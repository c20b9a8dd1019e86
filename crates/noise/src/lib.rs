//! Noise fields for the wobble displacement.
//!
//! The CPU functions here follow the WGSL noise in the renderer step for step,
//! so offline evaluation and the GPU agree up to float rounding.
//!
//! # Invariants
//! - Noise is a pure function of its input: no tables, no seeds, no state.
//! - Output is continuous in every coordinate and stays close to `[-1, 1]`.

mod simplex;

pub use simplex::simplex4;

pub fn crate_info() -> &'static str {
    "wobble-noise v0.1.0"
}
//! Mesh generation for the wobble viewer.
//!
//! Builds the subdivided icosahedron the same way the scene authoring tools
//! do: a triangle soup with spherical UVs, welded into an indexed mesh, then
//! given per-vertex tangents so the displacement shader can find neighbours.
//!
//! # Invariants
//! - Every vertex of an icosphere lies on the sphere of the requested radius.
//! - Tangents are unit length and orthogonal to their normal; `w` is ±1.

mod icosphere;
mod indexed;
mod tangents;

pub use icosphere::{TriangleSoup, icosahedron};
pub use indexed::{IndexedMesh, MERGE_TOLERANCE, Vertex, merge_vertices};
pub use tangents::compute_tangents;

/// Build the indexed, tangent-carrying icosphere used by the scene.
pub fn build_icosphere(radius: f32, detail: u32) -> IndexedMesh {
    let _span = tracing::info_span!("build_icosphere", radius, detail).entered();
    let soup = icosahedron(radius, detail);
    let mut mesh = merge_vertices(&soup, MERGE_TOLERANCE);
    compute_tangents(&mut mesh);
    tracing::debug!(
        "icosphere: {} soup vertices welded to {}, {} triangles",
        soup.len(),
        mesh.vertices.len(),
        mesh.triangle_count()
    );
    mesh
}

pub fn crate_info() -> &'static str {
    "wobble-mesh v0.1.0"
}

#[cfg(test)]
mod tests {
    use super::*;

    #[test]
    fn build_is_welded_and_tangent_ready() {
        let mesh = build_icosphere(2.5, 3);
        assert_eq!(mesh.triangle_count(), 20 * 16);
        assert!(mesh.vertices.len() < mesh.indices.len());
        for v in &mesh.vertices {
            assert!((v.tangent.truncate().length() - 1.0).abs() < 1e-4);
        }
    }
}
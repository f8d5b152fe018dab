//! Chart data for probability plots
//!
//! Builds renderer-agnostic bar series for the p.m.f. and c.d.f. of a
//! distribution. Drawing the bars is left to the host.
//!
//! Bars follow entry order, so an unsorted support yields an unsorted
//! category axis, matching the p.m.f. table.

use crate::summary;
use serde::{Deserialize, Serialize};

/// One bar series: a category axis and a value per category
#[derive(Debug, Clone, PartialEq, Serialize, Deserialize)]
#[cfg_attr(feature = "uniffi", derive(uniffi::Record))]
pub struct ChartSeries {
    /// Plot title
    pub title: String,
    /// Bar positions (support values)
    pub categories: Vec<f64>,
    /// Bar heights
    pub values: Vec<f64>,
}

impl ChartSeries {
    /// Number of bars
    pub fn len(&self) -> usize {
        self.categories.len()
    }

    /// Check if the series has no bars
    pub fn is_empty(&self) -> bool {
        self.categories.is_empty()
    }

    /// Iterate (category, value) pairs
    pub fn bars(&self) -> impl Iterator<Item = (f64, f64)> + '_ {
        self.categories
            .iter()
            .copied()
            .zip(self.values.iter().copied())
    }

    /// Tallest bar height, 0 for an empty series
    pub fn max_value(&self) -> f64 {
        self.values.iter().copied().fold(0.0, f64::max)
    }
}

/// The pair of plots shown for a distribution
#[derive(Debug, Clone, PartialEq, Serialize, Deserialize)]
#[cfg_attr(feature = "uniffi", derive(uniffi::Record))]
pub struct Figure {
    /// P(X = x)
    pub pmf: ChartSeries,
    /// P(X <= x)
    pub cdf: ChartSeries,
}

/// Bar series of P(X = x)
///
/// `values` and `probs` must have the same length; mismatches panic in debug
/// builds. [`Distribution`](crate::Distribution) guarantees it.
pub fn build_pmf(values: &[f64], probs: &[f64]) -> ChartSeries {
    debug_assert_eq!(values.len(), probs.len(), "values and probs differ in length");
    let n = values.len().min(probs.len());
    ChartSeries {
        title: "p.m.f.".to_string(),
        categories: values[..n].to_vec(),
        values: probs[..n].to_vec(),
    }
}

/// Bar series of the running cumulative probability
///
/// Same length requirement as [`build_pmf`].
pub fn build_cdf(values: &[f64], probs: &[f64]) -> ChartSeries {
    debug_assert_eq!(values.len(), probs.len(), "values and probs differ in length");
    let n = values.len().min(probs.len());
    ChartSeries {
        title: "c.d.f.".to_string(),
        categories: values[..n].to_vec(),
        values: summary::cumulative(&probs[..n]),
    }
}

/// Both plots, titled for the named variable (e.g. `X` or `g(X)`)
pub fn build_figure(label: &str, values: &[f64], probs: &[f64]) -> Figure {
    let mut pmf = build_pmf(values, probs);
    let mut cdf = build_cdf(values, probs);
    pmf.title = format!("p.m.f. of {}", label);
    cdf.title = format!("c.d.f. of {}", label);
    Figure { pmf, cdf }
}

**Instructions for the task:** Repeat the material above in full. Change no word.

**Answer to this problem:**
repository c20b9a8dd1019e86
filename crates/noise/src/lib.rs
//! Noise fields for the wobble displacement.
//!
//! The CPU functions here follow the WGSL noise in the renderer step for step,
//! so offline evaluation and the GPU agree up to float rounding.
//!
//! # Invariants
//! - Noise is a pure function of its input: no tables, no seeds, no state.
//! - Output is continuous in every coordinate and stays close to `[-1, 1]`.

mod simplex;

pub use simplex::simplex4;

pub fn crate_info() -> &'static str {
    "wobble-noise v0.1.0"
}
//! Mesh generation for the wobble viewer.
//!
//! Builds the subdivided icosahedron the same way the scene authoring tools
//! do: a triangle soup with spherical UVs, welded into an indexed mesh, then
//! given per-vertex tangents so the displacement shader can find neighbours.
//!
//! # Invariants
//! - Every vertex of an icosphere lies on the sphere of the requested radius.
//! - Tangents are unit length and orthogonal to their normal; `w` is ±1.

mod icosphere;
mod indexed;
mod tangents;

pub use icosphere::{TriangleSoup, icosahedron};
pub use indexed::{IndexedMesh, MERGE_TOLERANCE, Vertex, merge_vertices};
pub use tangents::compute_tangents;

/// Build the indexed, tangent-carrying icosphere used by the scene.
pub fn build_icosphere(radius: f32, detail: u32) -> IndexedMesh {
    let _span = tracing::info_span!("build_icosphere", radius, detail).entered();
    let soup = icosahedron(radius, detail);
    let mut mesh = merge_vertices(&soup, MERGE_TOLERANCE);
    compute_tangents(&mut mesh);
    tracing::debug!(
        "icosphere: {} soup vertices welded to {}, {} triangles",
        soup.len(),
        mesh.vertices.len(),
        mesh.triangle_count()
    );
    mesh
}

pub fn crate_info() -> &'static str {
    "wobble-mesh v0.1.0"
}

#[cfg(test)]
mod tests {
    use super::*;

    #[test]
    fn build_is_welded_and_tangent_ready() {
        let mesh = build_icosphere(2.5, 3);
        assert_eq!(mesh.triangle_count(), 20 * 16);
        assert!(mesh.vertices.len() < mesh.indices.len());
        for v in &mesh.vertices {
            assert!((v.tangent.truncate().length() - 1.0).abs() < 1e-4);
        }
    }
}
repository f8d5b152fe018dab
//! Chart data for probability plots
//!
//! Builds renderer-agnostic bar series for the p.m.f. and c.d.f. of a
//! distribution. Drawing the bars is left to the host.
//!
//! Bars follow entry order, so an unsorted support yields an unsorted
//! category axis, matching the p.m.f. table.

use crate::summary;
use serde::{Deserialize, Serialize};

/// One bar series: a category axis and a value per category
#[derive(Debug, Clone, PartialEq, Serialize, Deserialize)]
#[cfg_attr(feature = "uniffi", derive(uniffi::Record))]
pub struct ChartSeries {
    /// Plot title
    pub title: String,
    /// Bar positions (support values)
    pub categories: Vec<f64>,
    /// Bar heights
    pub values: Vec<f64>,
}

impl ChartSeries {
    /// Number of bars
    pub fn len(&self) -> usize {
        self.categories.len()
    }

    /// Check if the series has no bars
    pub fn is_empty(&self) -> bool {
        self.categories.is_empty()
    }

    /// Iterate (category, value) pairs
    pub fn bars(&self) -> impl Iterator<Item = (f64, f64)> + '_ {
        self.categories
            .iter()
            .copied()
            .zip(self.values.iter().copied())
    }

    /// Tallest bar height, 0 for an empty series
    pub fn max_value(&self) -> f64 {
        self.values.iter().copied().fold(0.0, f64::max)
    }
}

/// The pair of plots shown for a distribution
#[derive(Debug, Clone, PartialEq, Serialize, Deserialize)]
#[cfg_attr(feature = "uniffi", derive(uniffi::Record))]
pub struct Figure {
    /// P(X = x)
    pub pmf: ChartSeries,
    /// P(X <= x)
    pub cdf: ChartSeries,
}

/// Bar series of P(X = x)
///
/// `values` and `probs` must have the same length; mismatches panic in debug
/// builds. [`Distribution`](crate::Distribution) guarantees it.
pub fn build_pmf(values: &[f64], probs: &[f64]) -> ChartSeries {
    debug_assert_eq!(values.len(), probs.len(), "values and probs differ in length");
    let n = values.len().min(probs.len());
    ChartSeries {
        title: "p.m.f.".to_string(),
        categories: values[..n].to_vec(),
        values: probs[..n].to_vec(),
    }
}

/// Bar series of the running cumulative probability
///
/// Same length requirement as [`build_pmf`].
pub fn build_cdf(values: &[f64], probs: &[f64]) -> ChartSeries {
    debug_assert_eq!(values.len(), probs.len(), "values and probs differ in length");
    let n = values.len().min(probs.len());
    ChartSeries {
        title: "c.d.f.".to_string(),
        categories: values[..n].to_vec(),
        values: summary::cumulative(&probs[..n]),
    }
}

/// Both plots, titled for the named variable (e.g. `X` or `g(X)`)
pub fn build_figure(label: &str, values: &[f64], probs: &[f64]) -> Figure {
    let mut pmf = build_pmf(values, probs);
    let mut cdf = build_cdf(values, probs);
    pmf.title = format!("p.m.f. of {}", label);
    cdf.title = format!("c.d.f. of {}", label);
    Figure { pmf, cdf }
}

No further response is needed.